▸ DIRECTIONS FOR THIS TASK
Search each line of the data for the word "last"; copy every line where it is found.

▸ LISTED ENTRIES
// src/config.rs

//! On-disk config persistence
//!
//! Two JSON documents are managed here:
//! - `repo.json`: a repository's own descriptor, written into its root
//! - `source.json`: a package's upstream source descriptor, recording the
//!   URL to fetch, an optional backend-kind override, and the checksum the
//!   fetched file is expected to have

use crate::error::Result;
use crate::filesystem;
use crate::layout;
use crate::repository::Repository;
use serde::{Deserialize, Serialize};
use std::fs;
use std::path::Path;

/// A package's upstream source descriptor
///
/// The `kind` field lets a single package pin a different backend than its
/// owning repository, e.g. a git-sourced package inside an HTTP repository.
#[derive(Debug, Clone, PartialEq, Eq, Serialize, Deserialize)]
pub struct SourceSpec {
    /// Where to fetch the package source from
    pub url: String,

    /// Backend kind override; defaults to the owning repository's kind
    #[serde(default, skip_serializing_if = "Option::is_none")]
    pub kind: Option<String>,

    /// Expected checksum of the fetched file
    #[serde(default, skip_serializing_if = "Option::is_none")]
    pub checksum: Option<String>,
}

/// Write a repository's descriptor into its root as `repo.json`
pub fn write_repo_config(repo: &Repository) -> Result<()> {
    let json = serde_json::to_vec_pretty(repo)?;
    filesystem::atomic_write(&layout::repo_config(repo), &json)
}

/// Read a repository descriptor back from a `repo.json` file
pub fn read_repo_config(path: &Path) -> Result<Repository> {
    let text = fs::read_to_string(path)?;
    Ok(serde_json::from_str(&text)?)
}

/// Read the source descriptor at `path`
pub fn read_source_spec(path: &Path) -> Result<SourceSpec> {
    let text = fs::read_to_string(path)?;
    Ok(serde_json::from_str(&text)?)
}

/// Write a source descriptor to `path` atomically
pub fn write_source_spec(path: &Path, spec: &SourceSpec) -> Result<()> {
    let json = serde_json::to_vec_pretty(spec)?;
    filesystem::atomic_write(path, &json)
}

#[cfg(test)]
mod tests {
    use super::*;
    use tempfile::tempdir;

    #[test]
    fn test_repo_config_round_trip() {
        let dir = tempdir().unwrap();
        let repo = Repository::new(
            "main",
            "http",
            "https://packages.example.org/main",
            10,
            dir.path().join("main"),
        );

        write_repo_config(&repo).unwrap();
        let read = read_repo_config(&layout::repo_config(&repo)).unwrap();

        assert_eq!(read.name, "main");
        assert_eq!(read.kind, "http");
        assert_eq!(read.address, "https://packages.example.org/main");
        assert_eq!(read.priority, 10);
    }

    #[test]
    fn test_source_spec_round_trip_with_checksum() {
        let dir = tempdir().unwrap();
        let path = dir.path().join("source.json");
        let spec = SourceSpec {
            url: "https://example.org/foo-1.0.tar.gz".to_string(),
            kind: None,
            checksum: Some("deadbeef".to_string()),
        };

        write_source_spec(&path, &spec).unwrap();
        assert_eq!(read_source_spec(&path).unwrap(), spec);
    }

    #[test]
    fn test_source_spec_optional_fields_absent() {
        let dir = tempdir().unwrap();
        let path = dir.path().join("source.json");
        fs::write(&path, r#"{"url": "https://example.org/a.tar.gz"}"#).unwrap();

        let spec = read_source_spec(&path).unwrap();
        assert_eq!(spec.url, "https://example.org/a.tar.gz");
        assert!(spec.kind.is_none());
        assert!(spec.checksum.is_none());
    }
}
// src/fetch.rs

//! Integrity layer over backend fetches
//!
//! Two policies wrap a backend's raw `pull_url`:
//! - verify-or-fail: a fresh file whose digest disagrees with the expected
//!   checksum is a fatal error (unless verification is globally disabled)
//! - verify-and-repair: the recorded checksum is treated as a cache; on
//!   disagreement it is rewritten to the actual digest with a notice
//!
//! Digest checking applies only to freshly fetched single files. Directory
//! results, already-current results, and `Unavailable` pass through.

use crate::backend::{self, Artifact, Download};
use crate::config;
use crate::error::{Error, Result};
use crate::filesystem;
use std::path::Path;
use std::sync::atomic::{AtomicBool, Ordering};
use tracing::{debug, warn};

static VERIFY_CHECKSUMS: AtomicBool = AtomicBool::new(true);

/// Globally enable or disable checksum verification
pub fn set_checksum_verification(enabled: bool) {
    VERIFY_CHECKSUMS.store(enabled, Ordering::Relaxed);
    if !enabled {
        warn!("Checksum verification is disabled");
    }
}

pub fn checksum_verification_enabled() -> bool {
    VERIFY_CHECKSUMS.load(Ordering::Relaxed)
}

/// Fetch `remote_url` into `local_dir/target_name`, verifying against an
/// expected checksum
///
/// If the target file already carries the expected digest, reports
/// `UpToDate` without touching the backend. A freshly fetched file whose
/// digest disagrees fails with `Error::ChecksumMismatch` unless verification
/// is globally disabled.
pub fn pull_and_check_digest(
    kind: &str,
    package: &str,
    local_dir: &Path,
    target_name: &str,
    expected: &str,
    remote_url: &str,
) -> Result<Download<Artifact>> {
    let target = local_dir.join(target_name);
    if target.is_file() && filesystem::sha256_digest(&target)? == expected {
        debug!("{} already has the expected digest", target.display());
        return Ok(Download::UpToDate(Artifact::File(target)));
    }

    let backend = backend::resolve(kind)?;
    let result = backend.pull_url(package, local_dir, remote_url)?;

    if let Download::Fresh(Artifact::File(path)) = &result {
        let actual = filesystem::sha256_digest(path)?;
        if actual != expected {
            if checksum_verification_enabled() {
                let artifact = path
                    .file_name()
                    .map(|n| n.to_string_lossy().into_owned())
                    .unwrap_or_else(|| package.to_string());
                return Err(Error::ChecksumMismatch {
                    artifact,
                    expected: expected.to_string(),
                    actual,
                });
            }
            warn!(
                "Ignoring checksum mismatch for {} (verification disabled)",
                path.display()
            );
        }
    }
    Ok(result)
}

/// Fetch `remote_url` into `local_dir`, repairing the checksum recorded in
/// the package's source descriptor
///
/// The checksum in `source_file` is a cache of a value this system keeps
/// current: when a freshly fetched file's digest disagrees, the descriptor
/// is rewritten with the actual digest and a notice is logged. The fetch
/// itself never fails on a mismatch.
pub fn pull_and_fix_digest(
    kind: &str,
    package: &str,
    local_dir: &Path,
    source_file: &Path,
    remote_url: &str,
) -> Result<Download<Artifact>> {
    let backend = backend::resolve(kind)?;
    let result = backend.pull_url(package, local_dir, remote_url)?;

    if let Download::Fresh(Artifact::File(path)) = &result {
        let actual = filesystem::sha256_digest(path)?;
        let mut spec = config::read_source_spec(source_file)?;
        if spec.checksum.as_deref() != Some(actual.as_str()) {
            warn!(
                "Updating recorded checksum of {} to {} (was {})",
                package,
                actual,
                spec.checksum.as_deref().unwrap_or("unset")
            );
            spec.checksum = Some(actual);
            config::write_source_spec(source_file, &spec)?;
        }
    }
    Ok(result)
}
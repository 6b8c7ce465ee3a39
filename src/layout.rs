// src/layout.rs

//! Canonical on-disk layout of a mirrored repository
//!
//! Every local path the rest of the crate touches is constructed here:
//!
//! ```text
//! <root>/
//!   repo.json              repository descriptor
//!   version                declared repository format version
//!   last-update            RFC 3339 stamp of the last successful update
//!   packages/[prefix/]<pkg>/{manifest.json,description,source.json,files/}
//!   archives/<pkg>.tar.gz
//!   compilers/[prefix/]<comp>/{description,<comp>.json}
//! ```

use crate::repository::Repository;
use std::path::PathBuf;

pub const CONFIG_FILE: &str = "repo.json";
pub const VERSION_FILE: &str = "version";
pub const STAMP_FILE: &str = "last-update";

pub const PACKAGES_DIR: &str = "packages";
pub const ARCHIVES_DIR: &str = "archives";
pub const COMPILERS_DIR: &str = "compilers";

pub const MANIFEST_FILE: &str = "manifest.json";
pub const DESCRIPTION_FILE: &str = "description";
pub const SOURCE_FILE: &str = "source.json";
pub const FILES_DIR: &str = "files";

/// The repository's own config descriptor
pub fn repo_config(repo: &Repository) -> PathBuf {
    repo.root.join(CONFIG_FILE)
}

/// Marker file holding the repository's declared format version
pub fn version_file(repo: &Repository) -> PathBuf {
    repo.root.join(VERSION_FILE)
}

/// Stamp file recording the last successful update
pub fn update_stamp(repo: &Repository) -> PathBuf {
    repo.root.join(STAMP_FILE)
}

/// Root of the packages subtree
pub fn packages_dir(repo: &Repository) -> PathBuf {
    repo.root.join(PACKAGES_DIR)
}

/// Root of the prebuilt archives subtree
pub fn archives_dir(repo: &Repository) -> PathBuf {
    repo.root.join(ARCHIVES_DIR)
}

/// Root of the compilers subtree
pub fn compilers_dir(repo: &Repository) -> PathBuf {
    repo.root.join(COMPILERS_DIR)
}

/// Directory holding one package's files, under its optional shard prefix
pub fn package_dir(repo: &Repository, prefix: Option<&str>, package: &str) -> PathBuf {
    match prefix {
        Some(prefix) => packages_dir(repo).join(prefix).join(package),
        None => packages_dir(repo).join(package),
    }
}

/// A package's metadata manifest
pub fn package_manifest(repo: &Repository, prefix: Option<&str>, package: &str) -> PathBuf {
    package_dir(repo, prefix, package).join(MANIFEST_FILE)
}

/// A package's human-readable description
pub fn package_description(repo: &Repository, prefix: Option<&str>, package: &str) -> PathBuf {
    package_dir(repo, prefix, package).join(DESCRIPTION_FILE)
}

/// A package's upstream source descriptor (URL, kind, checksum)
pub fn package_source(repo: &Repository, prefix: Option<&str>, package: &str) -> PathBuf {
    package_dir(repo, prefix, package).join(SOURCE_FILE)
}

/// A package's auxiliary files directory (patches, overlays)
pub fn package_files_dir(repo: &Repository, prefix: Option<&str>, package: &str) -> PathBuf {
    package_dir(repo, prefix, package).join(FILES_DIR)
}

/// A package's prebuilt source archive; archives are never sharded
pub fn package_archive(repo: &Repository, package: &str) -> PathBuf {
    archives_dir(repo).join(format!("{}.tar.gz", package))
}

/// Directory holding one compiler's files, under its optional shard prefix
pub fn compiler_dir(repo: &Repository, prefix: Option<&str>, compiler: &str) -> PathBuf {
    match prefix {
        Some(prefix) => compilers_dir(repo).join(prefix).join(compiler),
        None => compilers_dir(repo).join(compiler),
    }
}

/// A compiler's human-readable description
pub fn compiler_description(repo: &Repository, prefix: Option<&str>, compiler: &str) -> PathBuf {
    compiler_dir(repo, prefix, compiler).join(DESCRIPTION_FILE)
}

/// A compiler's definition file, named after the compiler itself
pub fn compiler_def(repo: &Repository, prefix: Option<&str>, compiler: &str) -> PathBuf {
    compiler_dir(repo, prefix, compiler).join(format!("{}.json", compiler))
}
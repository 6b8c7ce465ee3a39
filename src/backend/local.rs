// src/backend/local.rs

//! Local-filesystem backend
//!
//! The repository address is a directory on disk; syncing copies its
//! packages/compilers/archives subtrees under the local root. Useful for
//! file:// mirrors and for tests.

use crate::backend::{Artifact, Backend, Download};
use crate::error::{Error, Result};
use crate::filesystem;
use crate::layout;
use crate::repository::Repository;
use std::fs;
use std::path::{Path, PathBuf};
use tracing::debug;

pub struct LocalBackend;

/// Destination file name for a fetched artifact
fn artifact_name<'a>(source: &'a Path, package: &'a str) -> &'a str {
    source
        .file_name()
        .and_then(|n| n.to_str())
        .unwrap_or(package)
}

impl Backend for LocalBackend {
    fn pull_url(
        &self,
        package: &str,
        local_dir: &Path,
        remote_url: &str,
    ) -> Result<Download<Artifact>> {
        let source = Path::new(remote_url);
        if !source.exists() {
            debug!("Local source {} does not exist", source.display());
            return Ok(Download::Unavailable);
        }

        let dest = local_dir.join(artifact_name(source, package));
        if source.is_dir() {
            filesystem::replace_tree(source, &dest)?;
            return Ok(Download::Fresh(Artifact::Directory(dest)));
        }

        if dest.is_file()
            && filesystem::sha256_digest(&dest)? == filesystem::sha256_digest(source)?
        {
            debug!("{} is already current", dest.display());
            return Ok(Download::UpToDate(Artifact::File(dest)));
        }

        filesystem::mkdir_p(local_dir)?;
        fs::copy(source, &dest)?;
        Ok(Download::Fresh(Artifact::File(dest)))
    }

    fn pull_repo(&self, repo: &Repository) -> Result<()> {
        let source = Path::new(&repo.address);
        if !source.is_dir() {
            return Err(Error::Download(format!(
                "local repository source {} does not exist",
                source.display()
            )));
        }

        for subdir in [
            layout::PACKAGES_DIR,
            layout::COMPILERS_DIR,
            layout::ARCHIVES_DIR,
        ] {
            let from = source.join(subdir);
            if from.is_dir() {
                filesystem::replace_tree(&from, &repo.root.join(subdir))?;
            }
            // A subtree absent upstream leaves the local layout untouched
        }

        let version = source.join(layout::VERSION_FILE);
        if version.is_file() {
            filesystem::atomic_write(&layout::version_file(repo), &fs::read(&version)?)?;
        }

        debug!("Mirrored {} into {}", source.display(), repo.root.display());
        Ok(())
    }

    fn pull_archive(&self, repo: &Repository, target: &Path) -> Result<Download<PathBuf>> {
        let name = match target.file_name() {
            Some(name) => name,
            None => return Ok(Download::Unavailable),
        };
        let source = Path::new(&repo.address)
            .join(layout::ARCHIVES_DIR)
            .join(name);
        if !source.is_file() {
            return Ok(Download::Unavailable);
        }

        if target.is_file()
            && filesystem::sha256_digest(target)? == filesystem::sha256_digest(&source)?
        {
            return Ok(Download::UpToDate(target.to_path_buf()));
        }

        if let Some(parent) = target.parent() {
            filesystem::mkdir_p(parent)?;
        }
        fs::copy(&source, target)?;
        Ok(Download::Fresh(target.to_path_buf()))
    }

    fn revision(&self, _repo: &Repository) -> Result<Option<String>> {
        // Plain directories have no revision marker
        Ok(None)
    }
}

#[cfg(test)]
mod tests {
    use super::*;
    use tempfile::tempdir;

    fn upstream_with_package(dir: &Path) -> PathBuf {
        let upstream = dir.join("upstream");
        fs::create_dir_all(upstream.join("packages/foo.1.0")).unwrap();
        fs::write(
            upstream.join("packages/foo.1.0/manifest.json"),
            b"{\"name\": \"foo\"}",
        )
        .unwrap();
        fs::create_dir_all(upstream.join("archives")).unwrap();
        fs::write(upstream.join("archives/foo.1.0.tar.gz"), b"tarball").unwrap();
        upstream
    }

    #[test]
    fn test_pull_url_missing_source_is_unavailable() {
        let dir = tempdir().unwrap();
        let result = LocalBackend
            .pull_url("foo", dir.path(), "/no/such/file")
            .unwrap();
        assert!(result.is_unavailable());
    }

    #[test]
    fn test_pull_url_copies_then_short_circuits() {
        let dir = tempdir().unwrap();
        let source = dir.path().join("foo-1.0.tar.gz");
        fs::write(&source, b"contents").unwrap();
        let dest_dir = dir.path().join("downloads");
        fs::create_dir_all(&dest_dir).unwrap();

        let first = LocalBackend
            .pull_url("foo", &dest_dir, source.to_str().unwrap())
            .unwrap();
        assert!(matches!(first, Download::Fresh(Artifact::File(_))));

        let second = LocalBackend
            .pull_url("foo", &dest_dir, source.to_str().unwrap())
            .unwrap();
        assert!(matches!(second, Download::UpToDate(Artifact::File(_))));
    }

    #[test]
    fn test_pull_repo_mirrors_and_is_idempotent() {
        let dir = tempdir().unwrap();
        let upstream = upstream_with_package(dir.path());
        let repo = Repository::new(
            "test",
            "local",
            upstream.to_str().unwrap(),
            0,
            dir.path().join("mirror"),
        );
        fs::create_dir_all(&repo.root).unwrap();

        LocalBackend.pull_repo(&repo).unwrap();
        let manifest = repo.root.join("packages/foo.1.0/manifest.json");
        assert!(manifest.is_file());
        let digest = filesystem::sha256_digest(&manifest).unwrap();

        LocalBackend.pull_repo(&repo).unwrap();
        assert_eq!(filesystem::sha256_digest(&manifest).unwrap(), digest);
    }

    #[test]
    fn test_pull_repo_missing_source_fails() {
        let dir = tempdir().unwrap();
        let repo = Repository::new("test", "local", "/no/such/dir", 0, dir.path().join("m"));
        assert!(LocalBackend.pull_repo(&repo).is_err());
    }

    #[test]
    fn test_pull_archive() {
        let dir = tempdir().unwrap();
        let upstream = upstream_with_package(dir.path());
        let repo = Repository::new(
            "test",
            "local",
            upstream.to_str().unwrap(),
            0,
            dir.path().join("mirror"),
        );

        let target = layout::package_archive(&repo, "foo.1.0");
        let first = LocalBackend.pull_archive(&repo, &target).unwrap();
        assert_eq!(first, Download::Fresh(target.clone()));

        let second = LocalBackend.pull_archive(&repo, &target).unwrap();
        assert_eq!(second, Download::UpToDate(target.clone()));

        let missing = layout::package_archive(&repo, "bar.2.0");
        assert!(LocalBackend.pull_archive(&repo, &missing).unwrap().is_unavailable());
    }

    #[test]
    fn test_revision_is_none() {
        let dir = tempdir().unwrap();
        let repo = Repository::local(dir.path());
        assert_eq!(LocalBackend.revision(&repo).unwrap(), None);
    }
}
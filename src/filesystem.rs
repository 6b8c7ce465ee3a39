// src/filesystem.rs

//! Filesystem and digest primitives shared by the backends and the state
//! tracker: SHA-256 digests, recursive listing, atomic writes, tree copies.

use crate::error::{Error, Result};
use rayon::prelude::*;
use sha2::{Digest, Sha256};
use std::fs::{self, File};
use std::io::{self, Write};
use std::path::{Path, PathBuf};
use tempfile::NamedTempFile;
use tracing::debug;
use walkdir::WalkDir;

/// Compute the hex SHA-256 digest of a file's contents
pub fn sha256_digest(path: &Path) -> Result<String> {
    let mut file = File::open(path)?;
    let mut hasher = Sha256::new();
    io::copy(&mut file, &mut hasher)?;
    Ok(format!("{:x}", hasher.finalize()))
}

/// Digest many files concurrently, pairing each path with its digest
///
/// Paths are returned in the input order; digesting itself is parallelized.
pub fn digest_files(paths: &[PathBuf]) -> Result<Vec<(PathBuf, String)>> {
    paths
        .par_iter()
        .map(|p| sha256_digest(p).map(|digest| (p.clone(), digest)))
        .collect()
}

/// List every regular file under `dir`, recursively, in sorted order
///
/// A nonexistent directory yields an empty list rather than an error.
pub fn files_under(dir: &Path) -> Result<Vec<PathBuf>> {
    if !dir.is_dir() {
        return Ok(Vec::new());
    }

    let mut files = Vec::new();
    for entry in WalkDir::new(dir).sort_by_file_name() {
        let entry = entry.map_err(|e| Error::Io(e.into()))?;
        if entry.file_type().is_file() {
            files.push(entry.path().to_path_buf());
        }
    }
    Ok(files)
}

/// List the immediate subdirectories of `dir` by name, sorted
pub fn subdirs(dir: &Path) -> Result<Vec<(String, PathBuf)>> {
    if !dir.is_dir() {
        return Ok(Vec::new());
    }

    let mut dirs = Vec::new();
    for entry in fs::read_dir(dir)? {
        let entry = entry?;
        if entry.file_type()?.is_dir() {
            let name = entry.file_name().to_string_lossy().into_owned();
            dirs.push((name, entry.path()));
        }
    }
    dirs.sort();
    Ok(dirs)
}

/// Create a directory and all of its parents
pub fn mkdir_p(dir: &Path) -> Result<()> {
    fs::create_dir_all(dir)?;
    Ok(())
}

/// Remove a file or directory tree if it exists
pub fn rm_rf(path: &Path) -> Result<()> {
    if path.is_dir() {
        fs::remove_dir_all(path)?;
    } else if path.exists() {
        fs::remove_file(path)?;
    }
    Ok(())
}

/// Write a file atomically: write to a temp file in the same directory, then
/// rename over the destination
pub fn atomic_write(path: &Path, contents: &[u8]) -> Result<()> {
    let dir = path.parent().unwrap_or_else(|| Path::new("."));
    fs::create_dir_all(dir)?;

    let mut tmp = NamedTempFile::new_in(dir)?;
    tmp.write_all(contents)?;
    tmp.persist(path).map_err(|e| Error::Io(e.error))?;

    debug!("Wrote {}", path.display());
    Ok(())
}

/// Copy a directory tree, creating destination directories as needed
pub fn copy_tree(src: &Path, dst: &Path) -> Result<()> {
    for entry in WalkDir::new(src) {
        let entry = entry.map_err(|e| Error::Io(e.into()))?;
        let rel = entry
            .path()
            .strip_prefix(src)
            .expect("walkdir yields paths under its root");
        let target = dst.join(rel);

        if entry.file_type().is_dir() {
            fs::create_dir_all(&target)?;
        } else if entry.file_type().is_file() {
            if let Some(parent) = target.parent() {
                fs::create_dir_all(parent)?;
            }
            fs::copy(entry.path(), &target)?;
        }
        // Symlinks and special files are not part of repository trees
    }
    Ok(())
}

/// Replace `dst` with a copy of `src`, removing anything already there
pub fn replace_tree(src: &Path, dst: &Path) -> Result<()> {
    rm_rf(dst)?;
    copy_tree(src, dst)
}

▸ RESPONSE FOR THIS EXERCISE
//!   last-update            RFC 3339 stamp of the last successful update
pub const STAMP_FILE: &str = "last-update";
/// Stamp file recording the last successful update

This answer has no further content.